__WORK TO COMPLETE__.
Figure out how many lines in the records below hold the string "PhoneNumber". That number alone is the answer.

------

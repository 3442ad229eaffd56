mod demo;
mod helpers;
mod shared_directory;
use std::fmt::Formatter;

use crate::domain::reject;
use crate::errors::{Field, ValidationError};

#[derive(Debug, Clone, PartialEq, Eq)]
pub struct PhoneNumber(String);

impl PhoneNumber {
    /// returns a new instance of PhoneNumber when the input holds at least one digit or '+'
    pub fn parse(phone: String) -> Result<PhoneNumber, ValidationError> {
        let has_dial_character = phone.chars().any(|char| char.is_ascii_digit() || char == '+');

        match has_dial_character {
            true => Ok(Self(phone)),
            false => Err(reject(Field::Phone, phone)),
        }
    }
}

impl std::fmt::Display for PhoneNumber {
    fn fmt(&self, f: &mut Formatter<'_>) -> std::fmt::Result {
        self.0.fmt(f)
    }
}

impl AsRef<str> for PhoneNumber {
    fn as_ref(&self) -> &str {
        &self.0
    }
}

------

__ANSWER SPACE__.
6